Char: Research is vital in writing historical fiction. Fans of the genre—because they love history—won’t let us get away with it if we get something wrong.

5.    Do you have conflicts?

Charlie: All the time. No two great minds think alike.

Char: I think the biggest conflict we had was how and when (and whether or not) to get Jonathan and Kate together physically, with the space of 300 years between them. Do we do it as a time travel, a dream, walk-in spirits or how? We finally found a solution that satisfied us both, with much more to come in the second and third books of the trilogy.

The other conflict—well, it was more a different perspective than a conflict. While Charlie saw this as a love story that spans the ages and a great pirate adventure, I saw it as much more. I saw it as a great pirate adventure and a man’s journey toward healing after a devastating betrayal.

6.    What surprising things have you learned while writing?

Charlie: How to dial in on the reader’s perspective verses my own. Char reminded me often in the beginning of our work together that the readers can’t see what’s inside my head unless a character does it, thinks it or says it. And sure, the narrative is useful, too, but a reader connects with the story more if she can see inside a character’s head.

Char: I learn this anew in every book I write, but it always surprises me. Characters sometimes refuse to cooperate and do as they’re told. When a character is so strong he or she insists on going in a direction I hadn’t foreseen—and it’s actually a better direction than the one I’d planned—I know I’m doing something right.

7.    What authors or friends have influenced you in helping you become a writer?

Charlie: Stephen King. Charlene emphatically insisted I read his book, On Writing: A Memoir of the Craft.

Char: Stephen King and Peter Straub for the supernatural, the storytelling and the character development; Barbara Kingsolver for the sheer poetry in her words.

8.    Can you tell us about what is coming next for you?

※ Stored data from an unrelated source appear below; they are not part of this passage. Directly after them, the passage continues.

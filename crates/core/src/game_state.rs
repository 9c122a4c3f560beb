//! Game state module - the session struct and its phase machine
//!
//! Ties the grid, the falling piece, scoring and the piece generator together.
//! The caller drives it with [`GameState::step`], once per tick, handing in the
//! current time and the two collaborators.
//!
//! | Phase      | Entered when                               | Leaves to            |
//! |------------|--------------------------------------------|----------------------|
//! | `Idle`     | `reset`                                    | `Spawning` (confirm) |
//! | `Falling`  | a piece was spawned                        | `Locking`            |
//! | `Locking`  | a downward move collided                   | `Clearing`           |
//! | `Clearing` | the piece was written as settled           | `Spawning`           |
//! | `Spawning` | session start, or after every clear        | `Falling`/`GameOver` |
//! | `GameOver` | the queued piece collided at spawn         | `Idle` (`reset`)     |
//!
//! `Locking`, `Clearing` and `Spawning` are transient: they run to completion
//! inside the step that entered them.

use crate::collision::collides;
use crate::grid::Grid;
use crate::piece::{ActivePiece, Motion, PieceState};
use crate::render::RowDiff;
use crate::rng::SimpleRng;
use crate::scoring::{Progress, ScoreResult};
use crate::types::{CellStatus, Difficulty, InputEvent, InputSource, PieceKind, Renderer};

/// Session phase
#[derive(Debug, Clone, Copy, PartialEq, Eq)]
pub enum Phase {
    /// Menu: choosing a difficulty
    Idle,
    /// A piece is falling and accepts input
    Falling,
    /// The falling piece landed and is being settled
    Locking,
    /// Complete rows among visible rows `[from, to)` are being removed
    Clearing { from: u8, to: u8 },
    /// The queued piece is being placed
    Spawning,
    /// The stack topped out
    GameOver,
}

/// Complete game session
#[derive(Debug, Clone)]
pub struct GameState {
    grid: Grid,
    piece: Option<PieceState>,
    phase: Phase,
    difficulty: Difficulty,
    progress: Progress,
    next_kind: PieceKind,
    /// Timestamp of the last gravity step (or session start)
    drop_started_ms: u64,
    rng: SimpleRng,
    rows: RowDiff,
    /// Outcome of the most recent lock (consumed by observers)
    last_lock: Option<ScoreResult>,
}

impl GameState {
    /// Create a session in the menu with the given RNG seed
    ///
    /// Nothing is drawn; call [`GameState::reset`] to paint the menu.
    pub fn new(seed: u32) -> Self {
        let mut rng = SimpleRng::new(seed);
        let next_kind = rng.next_piece();
        Self {
            grid: Grid::new(),
            piece: None,
            phase: Phase::Idle,
            difficulty: Difficulty::Easy,
            progress: Progress::new(Difficulty::Easy),
            next_kind,
            drop_started_ms: 0,
            rng,
            rows: RowDiff::new(),
            last_lock: None,
        }
    }

    /// Return to the menu with score and lines zeroed
    pub fn reset<R: Renderer + ?Sized>(&mut self, renderer: &mut R) {
        self.phase = Phase::Idle;
        self.difficulty = Difficulty::Easy;
        self.progress = Progress::new(self.difficulty);
        self.piece = None;
        self.last_lock = None;
        self.grid.reset();
        self.rows.invalidate();
        self.next_kind = self.rng.next_piece();

        renderer.clear_all();
        renderer.draw_score(self.progress.score());
        renderer.draw_next_piece_hint(self.next_kind);
        renderer.draw_menu(self.difficulty);
        log::debug!("back to menu");
    }

    /// Advance the session by one tick
    ///
    /// Polls `input` once (except after game over) and applies at most one action
    /// or one gravity step. Returns false once the session is over.
    pub fn step<I, R>(&mut self, now_ms: u64, input: &mut I, renderer: &mut R) -> bool
    where
        I: InputSource + ?Sized,
        R: Renderer + ?Sized,
    {
        match self.phase {
            Phase::GameOver => return false,
            Phase::Idle => {
                let event = input.poll();
                self.handle_menu(event, now_ms, renderer);
            }
            _ => {
                let event = input.poll();
                let motion = if self.gravity_due(now_ms) {
                    self.drop_started_ms = now_ms;
                    Some(Motion::Down)
                } else {
                    Motion::from_event(event)
                };
                if let Some(motion) = motion {
                    self.apply_motion(motion, renderer);
                }
            }
        }

        self.advance(input, renderer);
        self.phase != Phase::GameOver
    }

    fn gravity_due(&self, now_ms: u64) -> bool {
        now_ms.saturating_sub(self.drop_started_ms) > u64::from(self.progress.drop_interval_ms())
    }

    fn handle_menu<R: Renderer + ?Sized>(
        &mut self,
        event: InputEvent,
        now_ms: u64,
        renderer: &mut R,
    ) {
        match event {
            InputEvent::SoftDrop => {
                self.difficulty = self.difficulty.next();
                renderer.draw_menu(self.difficulty);
            }
            InputEvent::Rotate => self.start(now_ms, renderer),
            InputEvent::None | InputEvent::MoveLeft | InputEvent::MoveRight => {}
        }
    }

    fn start<R: Renderer + ?Sized>(&mut self, now_ms: u64, renderer: &mut R) {
        self.progress = Progress::new(self.difficulty);
        self.grid.reset();
        self.piece = None;
        self.last_lock = None;
        self.drop_started_ms = now_ms;

        renderer.clear_all();
        self.rows.invalidate();
        renderer.draw_score(self.progress.score());

        log::info!(
            "session started: difficulty={} interval={}ms",
            self.difficulty.label(),
            self.progress.drop_interval_ms()
        );
        self.phase = Phase::Spawning;
    }

    fn apply_motion<R: Renderer + ?Sized>(&mut self, motion: Motion, renderer: &mut R) {
        let Some(state) = self.piece.as_mut() else {
            return;
        };

        state.apply(motion);
        if collides(state.active(), &self.grid) {
            state.rollback();
            if motion.is_down() {
                self.phase = Phase::Locking;
            }
            return;
        }

        let (backup, active) = (*state.backup(), *state.active());
        self.grid.write(&backup, CellStatus::ToClear);
        self.grid.write(&active, CellStatus::ToDraw);
        self.rows.flush(&mut self.grid, renderer);
    }

    /// Run transient phases until the session rests in a stable one
    fn advance<I, R>(&mut self, input: &mut I, renderer: &mut R)
    where
        I: InputSource + ?Sized,
        R: Renderer + ?Sized,
    {
        loop {
            match self.phase {
                Phase::Locking => self.lock(),
                Phase::Clearing { from, to } => self.clear_lines(from, to, renderer),
                Phase::Spawning => self.spawn(input, renderer),
                Phase::Idle | Phase::Falling | Phase::GameOver => break,
            }
        }
    }

    fn lock(&mut self) {
        let Some(state) = self.piece.take() else {
            self.phase = Phase::Spawning;
            return;
        };

        let piece = *state.active();
        self.grid.write(&piece, CellStatus::Settled);
        log::debug!("locked {} at ({}, {})", piece.kind.as_str(), piece.x, piece.y);

        let (bottom, top) = piece.envelope_rows();
        let (from, to) = Grid::visible_span(bottom, top);
        self.phase = Phase::Clearing {
            from: from as u8,
            to: to as u8,
        };
    }

    fn clear_lines<R: Renderer + ?Sized>(&mut self, from: u8, to: u8, renderer: &mut R) {
        let cleared = self.grid.mark_complete_rows(from as usize, to as usize);
        let result = self.progress.record_lock(cleared);

        if cleared > 0 {
            // Blank the completed rows first, then drop everything above them.
            self.rows.flush(&mut self.grid, renderer);
            renderer.draw_score(self.progress.score());
            self.grid.compact(cleared);
            self.rows.flush(&mut self.grid, renderer);
            log::info!(
                "cleared {} line(s): +{} score={} lines={}",
                cleared,
                result.points,
                self.progress.score(),
                self.progress.lines()
            );
        }
        if result.milestone {
            log::info!(
                "milestone: award_factor={} interval={}ms",
                self.progress.award_factor(),
                self.progress.drop_interval_ms()
            );
        }

        self.last_lock = Some(result);
        self.phase = Phase::Spawning;
    }

    fn spawn<I, R>(&mut self, input: &mut I, renderer: &mut R)
    where
        I: InputSource + ?Sized,
        R: Renderer + ?Sized,
    {
        // Tested off-grid first: a topped-out spawn must leave the grid untouched.
        let candidate = ActivePiece::spawn(self.next_kind);
        if collides(&candidate, &self.grid) {
            self.phase = Phase::GameOver;
            renderer.draw_game_over();
            log::info!(
                "game over: score={} lines={}",
                self.progress.score(),
                self.progress.lines()
            );
            return;
        }

        self.grid.write(&candidate, CellStatus::ToDraw);
        self.piece = Some(PieceState::new(candidate));
        input.reset_repeat();

        self.next_kind = self.rng.next_piece();
        renderer.draw_next_piece_hint(self.next_kind);
        self.rows.flush(&mut self.grid, renderer);
        self.phase = Phase::Falling;
    }

    pub fn phase(&self) -> Phase {
        self.phase
    }

    pub fn difficulty(&self) -> Difficulty {
        self.difficulty
    }

    pub fn score(&self) -> u32 {
        self.progress.score()
    }

    pub fn lines(&self) -> u32 {
        self.progress.lines()
    }

    pub fn award_factor(&self) -> u32 {
        self.progress.award_factor()
    }

    pub fn drop_interval_ms(&self) -> u32 {
        self.progress.drop_interval_ms()
    }

    /// Piece that will be spawned next
    pub fn next_piece(&self) -> PieceKind {
        self.next_kind
    }

    /// Override the queued piece (for scripted sessions)
    pub fn set_next_piece(&mut self, kind: PieceKind) {
        self.next_kind = kind;
    }

    /// The falling piece, if any
    pub fn active(&self) -> Option<&ActivePiece> {
        self.piece.as_ref().map(|state| state.active())
    }

    pub fn grid(&self) -> &Grid {
        &self.grid
    }

    /// Get mutable grid (for test setups)
    pub fn grid_mut(&mut self) -> &mut Grid {
        &mut self.grid
    }

    /// Take and clear the outcome of the last lock
    pub fn take_last_lock(&mut self) -> Option<ScoreResult> {
        self.last_lock.take()
    }
}

impl Default for GameState {
    fn default() -> Self {
        Self::new(1)
    }
}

Both: Lost Treasures of the Heart is the first installment of the Treasures of the Tides trilogy. Given that much of this book’s plot is tied to the paranormal, we may allow the main characters to venture into another time. Maybe Kate will experience life in the 21st century, or Jonathan will go back to the 1700s and be with Kate on her pirate ship. Or maybe both. We’re in the planning stages now.

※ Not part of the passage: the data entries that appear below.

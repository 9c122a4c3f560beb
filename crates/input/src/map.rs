//! Key mapping from terminal events and analog readings to input events.

use crate::types::InputEvent;
use crossterm::event::{KeyCode, KeyEvent, KeyModifiers};

/// Inclusive ADC reading ranges of the resistor-ladder keypad, per event
pub const ADC_KEY_RANGES: [(InputEvent, u16, u16); 4] = [
    (InputEvent::MoveLeft, 0, 5),
    (InputEvent::MoveRight, 500, 510),
    (InputEvent::SoftDrop, 324, 330),
    (InputEvent::Rotate, 735, 745),
];

/// Map keyboard input to input events.
///
/// Arrows, vi keys (hjkl) and WASD all work; rotation doubles as menu confirm.
pub fn handle_key_event(key: KeyEvent) -> InputEvent {
    match key.code {
        KeyCode::Left => InputEvent::MoveLeft,
        KeyCode::Right => InputEvent::MoveRight,
        KeyCode::Down => InputEvent::SoftDrop,
        KeyCode::Up | KeyCode::Enter => InputEvent::Rotate,
        KeyCode::Char(c) => char_event(c),
        _ => InputEvent::None,
    }
}

fn char_event(c: char) -> InputEvent {
    match c.to_ascii_lowercase() {
        'h' | 'a' => InputEvent::MoveLeft,
        'l' | 'd' => InputEvent::MoveRight,
        'j' | 's' => InputEvent::SoftDrop,
        'k' | 'w' | ' ' => InputEvent::Rotate,
        _ => InputEvent::None,
    }
}

/// Check if key should quit the game.
pub fn should_quit(key: KeyEvent) -> bool {
    matches!(key.code, KeyCode::Char('q') | KeyCode::Char('Q') | KeyCode::Esc)
        || (key.code == KeyCode::Char('c') && key.modifiers.contains(KeyModifiers::CONTROL))
}

/// Check if key should return to the menu.
pub fn should_restart(key: KeyEvent) -> bool {
    matches!(key.code, KeyCode::Char('r') | KeyCode::Char('R'))
}

/// Classify a 10-bit ADC reading from the analog keypad
pub fn classify_adc(reading: u16) -> InputEvent {
    ADC_KEY_RANGES
        .iter()
        .find(|&&(_, low, high)| (low..=high).contains(&reading))
        .map(|&(event, _, _)| event)
        .unwrap_or(InputEvent::None)
}

#[cfg(test)]
mod tests {
    use super::*;
    use crossterm::event::{KeyCode, KeyEvent, KeyModifiers};

    fn key(code: KeyCode) -> InputEvent {
        handle_key_event(KeyEvent::from(code))
    }

    #[test]
    fn test_every_layout_maps_the_same() {
        let layouts = [
            (KeyCode::Left, KeyCode::Char('h'), KeyCode::Char('A'), InputEvent::MoveLeft),
            (KeyCode::Right, KeyCode::Char('L'), KeyCode::Char('d'), InputEvent::MoveRight),
            (KeyCode::Down, KeyCode::Char('j'), KeyCode::Char('S'), InputEvent::SoftDrop),
            (KeyCode::Up, KeyCode::Char('K'), KeyCode::Char('w'), InputEvent::Rotate),
        ];
        for (arrow, vi, wasd, expected) in layouts {
            assert_eq!(key(arrow), expected);
            assert_eq!(key(vi), expected);
            assert_eq!(key(wasd), expected);
        }
    }

    #[test]
    fn test_confirm_keys_rotate() {
        assert_eq!(key(KeyCode::Enter), InputEvent::Rotate);
        assert_eq!(key(KeyCode::Char(' ')), InputEvent::Rotate);
    }

    #[test]
    fn test_unmapped_keys() {
        assert_eq!(key(KeyCode::Char('x')), InputEvent::None);
        assert_eq!(key(KeyCode::Tab), InputEvent::None);
    }

    #[test]
    fn test_quit_keys() {
        assert!(should_quit(KeyEvent::from(KeyCode::Char('q'))));
        assert!(should_quit(KeyEvent::from(KeyCode::Esc)));
        assert!(should_quit(KeyEvent::new(
            KeyCode::Char('c'),
            KeyModifiers::CONTROL
        )));
        assert!(!should_quit(KeyEvent::from(KeyCode::Char('x'))));
    }

    #[test]
    fn test_restart_keys() {
        assert!(should_restart(KeyEvent::from(KeyCode::Char('r'))));
        assert!(!should_restart(KeyEvent::from(KeyCode::Char('q'))));
    }

    #[test]
    fn test_classify_adc() {
        assert_eq!(classify_adc(0), InputEvent::MoveLeft);
        assert_eq!(classify_adc(5), InputEvent::MoveLeft);
        assert_eq!(classify_adc(6), InputEvent::None);
        assert_eq!(classify_adc(505), InputEvent::MoveRight);
        assert_eq!(classify_adc(324), InputEvent::SoftDrop);
        assert_eq!(classify_adc(330), InputEvent::SoftDrop);
        assert_eq!(classify_adc(740), InputEvent::Rotate);
        assert_eq!(classify_adc(746), InputEvent::None);
        assert_eq!(classify_adc(1023), InputEvent::None);
    }
}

9.    How can readers find more about you and how to reach you online?

Charlie: Charlie: I look forward to hearing from readers, who can find me here: Instagram: https://Instagram.com/losttreasuresheart
Twitter: Charles Alexander@CharlesinBemore

And on Twitter: @charlenekeel
Lost Treasures of the Heart is available as an ebook or in print:
Publisher is Red Sky Presents, a Division of Red Sky Entertainment

Author Bios:

Charlie Most always knew he had to live his own story and someday write about it. His journeys took him to the Outer Banks, off the coast of North Carolina, where he could enjoy a slower pace, and where he might find what was missing in his busy life. Before long he sensed a connection to another life—a life he’d never known. One moonlit night he and his fishing buddies witnessed the silhouette of an ancient, square-rigged vessel skirting across the horizon before it disappeared into eternity. That moment changed his life forever. He had his story—but the secrets of the Graveyard of the Atlantic remain unknown.

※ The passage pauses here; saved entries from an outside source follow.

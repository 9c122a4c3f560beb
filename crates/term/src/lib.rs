//! Terminal "game renderer" module.
//!
//! A small, game-oriented rendering layer for terminal play. The core draws into
//! a [`TermScreen`] through the [`Renderer`](types::Renderer) trait; the screen
//! is a framebuffer that [`TerminalRenderer`] flushes to the terminal, writing
//! only the cells that changed.
//!
//! Goals:
//! - Keep `core` deterministic and testable
//! - Look like the monochrome panel the game was built for
//! - Keep blocks square (2 chars wide per cell)

pub mod fb;
pub mod renderer;
pub mod screen;

pub use mini_tetris_types as types;

pub use fb::{Cell, FrameBuffer, Palette, Rgb, Shade};
pub use renderer::{centered_origin, encode_diff_into, encode_full_into, TerminalRenderer};
pub use screen::{TermScreen, SCREEN_HEIGHT, SCREEN_WIDTH};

Charlene Keel has written over a dozen novels and how-to books. Shadow Train, the
final installment of her YA supernatural trilogy, won a Paranormal Romance Guild Reviewer’s Choice Award, and The Congressman’s Wife (for Red Sky Presents) is getting rave reviews. Keel has also worked as editor for international magazines, including Playgirl and For the   Bride. Her TV credits include Fantasy Island and Days of Our Lives, and her book, Rituals, was the basis for the first made-for-syndication soap opera. She also produced (for Romantic Times) the first annual Mr. Romance Cover Model Pageant.